*** Opening Information given ***
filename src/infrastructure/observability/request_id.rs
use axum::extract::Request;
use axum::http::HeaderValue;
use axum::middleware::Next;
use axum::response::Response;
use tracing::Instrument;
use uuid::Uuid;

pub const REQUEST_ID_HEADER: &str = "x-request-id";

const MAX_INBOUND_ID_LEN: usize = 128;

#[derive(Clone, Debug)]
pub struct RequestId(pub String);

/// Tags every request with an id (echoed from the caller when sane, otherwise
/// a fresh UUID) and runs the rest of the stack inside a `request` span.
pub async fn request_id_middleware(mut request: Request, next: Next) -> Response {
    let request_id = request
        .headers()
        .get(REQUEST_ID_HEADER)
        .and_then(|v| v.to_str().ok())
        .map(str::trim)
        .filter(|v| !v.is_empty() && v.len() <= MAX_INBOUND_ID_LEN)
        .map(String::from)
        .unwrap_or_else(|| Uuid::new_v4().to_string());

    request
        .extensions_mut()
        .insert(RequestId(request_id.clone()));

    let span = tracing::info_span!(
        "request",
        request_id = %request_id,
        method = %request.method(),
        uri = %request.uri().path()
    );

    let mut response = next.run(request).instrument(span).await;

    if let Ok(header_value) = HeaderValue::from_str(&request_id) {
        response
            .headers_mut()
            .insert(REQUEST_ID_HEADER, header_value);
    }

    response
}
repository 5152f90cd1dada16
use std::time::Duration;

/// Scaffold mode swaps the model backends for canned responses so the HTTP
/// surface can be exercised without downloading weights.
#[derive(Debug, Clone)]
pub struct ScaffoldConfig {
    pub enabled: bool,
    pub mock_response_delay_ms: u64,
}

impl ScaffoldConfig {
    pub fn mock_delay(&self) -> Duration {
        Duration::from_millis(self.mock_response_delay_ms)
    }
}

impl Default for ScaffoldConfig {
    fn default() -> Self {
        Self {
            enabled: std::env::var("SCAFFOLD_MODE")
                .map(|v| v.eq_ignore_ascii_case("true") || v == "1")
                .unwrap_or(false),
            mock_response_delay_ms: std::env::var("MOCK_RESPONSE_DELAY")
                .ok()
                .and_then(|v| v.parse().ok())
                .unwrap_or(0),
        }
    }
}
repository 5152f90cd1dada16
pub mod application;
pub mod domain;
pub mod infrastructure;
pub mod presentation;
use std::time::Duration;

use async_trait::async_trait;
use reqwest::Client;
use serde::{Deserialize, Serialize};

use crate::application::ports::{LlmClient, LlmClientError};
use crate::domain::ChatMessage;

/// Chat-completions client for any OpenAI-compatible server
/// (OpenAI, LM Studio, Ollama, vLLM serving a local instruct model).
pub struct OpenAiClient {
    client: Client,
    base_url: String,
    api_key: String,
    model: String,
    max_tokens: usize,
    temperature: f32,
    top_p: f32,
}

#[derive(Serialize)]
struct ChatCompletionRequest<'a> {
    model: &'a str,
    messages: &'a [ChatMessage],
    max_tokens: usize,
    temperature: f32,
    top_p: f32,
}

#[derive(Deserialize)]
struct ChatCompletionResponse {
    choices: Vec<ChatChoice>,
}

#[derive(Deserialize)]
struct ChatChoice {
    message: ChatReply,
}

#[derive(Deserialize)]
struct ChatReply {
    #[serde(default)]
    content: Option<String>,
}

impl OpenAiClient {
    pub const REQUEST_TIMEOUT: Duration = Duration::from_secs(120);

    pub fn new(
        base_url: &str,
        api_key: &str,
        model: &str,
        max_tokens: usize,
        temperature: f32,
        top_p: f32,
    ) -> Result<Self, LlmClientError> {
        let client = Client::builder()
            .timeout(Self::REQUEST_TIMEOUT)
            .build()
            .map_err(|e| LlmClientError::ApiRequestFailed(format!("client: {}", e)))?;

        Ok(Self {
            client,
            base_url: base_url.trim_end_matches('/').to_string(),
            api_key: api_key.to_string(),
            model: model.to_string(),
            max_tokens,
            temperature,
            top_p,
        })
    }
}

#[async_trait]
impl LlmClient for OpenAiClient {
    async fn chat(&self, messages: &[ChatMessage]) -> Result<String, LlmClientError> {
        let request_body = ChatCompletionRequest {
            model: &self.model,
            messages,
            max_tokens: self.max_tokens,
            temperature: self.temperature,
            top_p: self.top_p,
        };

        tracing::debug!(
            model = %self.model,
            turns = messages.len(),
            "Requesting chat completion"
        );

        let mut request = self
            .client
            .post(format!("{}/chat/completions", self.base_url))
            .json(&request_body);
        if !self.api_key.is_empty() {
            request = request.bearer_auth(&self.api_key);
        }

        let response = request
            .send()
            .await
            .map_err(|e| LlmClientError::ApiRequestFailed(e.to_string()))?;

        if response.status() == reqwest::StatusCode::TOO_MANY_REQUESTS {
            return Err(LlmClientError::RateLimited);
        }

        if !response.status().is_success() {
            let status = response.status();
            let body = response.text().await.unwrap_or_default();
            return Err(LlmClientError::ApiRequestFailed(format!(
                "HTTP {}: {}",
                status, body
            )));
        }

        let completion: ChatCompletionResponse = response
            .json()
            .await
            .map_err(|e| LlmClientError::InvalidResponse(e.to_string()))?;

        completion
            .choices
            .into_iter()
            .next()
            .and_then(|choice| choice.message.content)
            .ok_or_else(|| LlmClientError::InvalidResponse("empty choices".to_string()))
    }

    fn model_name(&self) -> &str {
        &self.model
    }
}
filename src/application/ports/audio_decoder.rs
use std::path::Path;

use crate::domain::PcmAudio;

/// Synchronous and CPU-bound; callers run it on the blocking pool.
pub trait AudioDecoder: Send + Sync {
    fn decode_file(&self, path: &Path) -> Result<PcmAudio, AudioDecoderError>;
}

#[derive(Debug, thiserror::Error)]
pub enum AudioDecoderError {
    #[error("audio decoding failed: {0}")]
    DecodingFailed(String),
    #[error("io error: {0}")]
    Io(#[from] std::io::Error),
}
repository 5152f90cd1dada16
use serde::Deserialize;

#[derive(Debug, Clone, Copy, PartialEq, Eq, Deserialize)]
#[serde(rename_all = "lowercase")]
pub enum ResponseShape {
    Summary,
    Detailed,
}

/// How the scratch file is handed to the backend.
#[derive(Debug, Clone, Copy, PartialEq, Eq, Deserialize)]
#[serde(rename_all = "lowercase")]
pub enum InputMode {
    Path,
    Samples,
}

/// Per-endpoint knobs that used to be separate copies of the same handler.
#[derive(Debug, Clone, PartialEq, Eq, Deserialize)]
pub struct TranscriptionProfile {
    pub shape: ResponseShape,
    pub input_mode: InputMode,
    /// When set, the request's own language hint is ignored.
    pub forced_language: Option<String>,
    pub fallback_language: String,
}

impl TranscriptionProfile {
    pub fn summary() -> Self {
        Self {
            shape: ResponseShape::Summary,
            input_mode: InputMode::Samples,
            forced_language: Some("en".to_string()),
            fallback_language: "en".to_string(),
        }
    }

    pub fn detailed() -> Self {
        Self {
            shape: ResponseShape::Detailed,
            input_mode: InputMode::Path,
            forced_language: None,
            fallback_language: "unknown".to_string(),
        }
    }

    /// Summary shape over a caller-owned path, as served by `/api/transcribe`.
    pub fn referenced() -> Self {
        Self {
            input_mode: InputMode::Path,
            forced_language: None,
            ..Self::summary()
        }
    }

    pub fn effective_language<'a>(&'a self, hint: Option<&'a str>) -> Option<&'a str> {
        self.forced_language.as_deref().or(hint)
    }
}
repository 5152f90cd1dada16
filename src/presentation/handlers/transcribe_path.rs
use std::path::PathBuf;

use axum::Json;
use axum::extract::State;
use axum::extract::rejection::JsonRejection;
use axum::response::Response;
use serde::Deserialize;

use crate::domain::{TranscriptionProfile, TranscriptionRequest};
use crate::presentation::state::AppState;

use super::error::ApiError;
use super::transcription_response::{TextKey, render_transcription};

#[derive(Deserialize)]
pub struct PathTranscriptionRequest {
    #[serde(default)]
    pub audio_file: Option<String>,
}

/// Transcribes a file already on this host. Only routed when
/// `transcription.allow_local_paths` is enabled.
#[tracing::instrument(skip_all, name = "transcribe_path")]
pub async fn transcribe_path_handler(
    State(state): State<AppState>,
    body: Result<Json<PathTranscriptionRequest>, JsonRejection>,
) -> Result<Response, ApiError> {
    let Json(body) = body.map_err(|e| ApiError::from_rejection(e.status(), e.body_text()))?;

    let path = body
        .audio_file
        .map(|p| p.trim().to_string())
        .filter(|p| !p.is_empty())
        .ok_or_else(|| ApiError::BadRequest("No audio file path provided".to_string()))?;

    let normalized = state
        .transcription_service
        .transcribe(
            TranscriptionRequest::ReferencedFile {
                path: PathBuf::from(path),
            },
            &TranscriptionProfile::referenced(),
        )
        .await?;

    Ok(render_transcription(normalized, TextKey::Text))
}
*** Closing Information given ***
*Exercise requirements*.
Please write out exactly the line containing "audio file path" and every line after it through the end of the records, nothing more.

*Written answer*.
        .ok_or_else(|| ApiError::BadRequest("No audio file path provided".to_string()))?;

    let normalized = state
        .transcription_service
        .transcribe(
            TranscriptionRequest::ReferencedFile {
                path: PathBuf::from(path),
            },
            &TranscriptionProfile::referenced(),
        )
        .await?;

    Ok(render_transcription(normalized, TextKey::Text))
}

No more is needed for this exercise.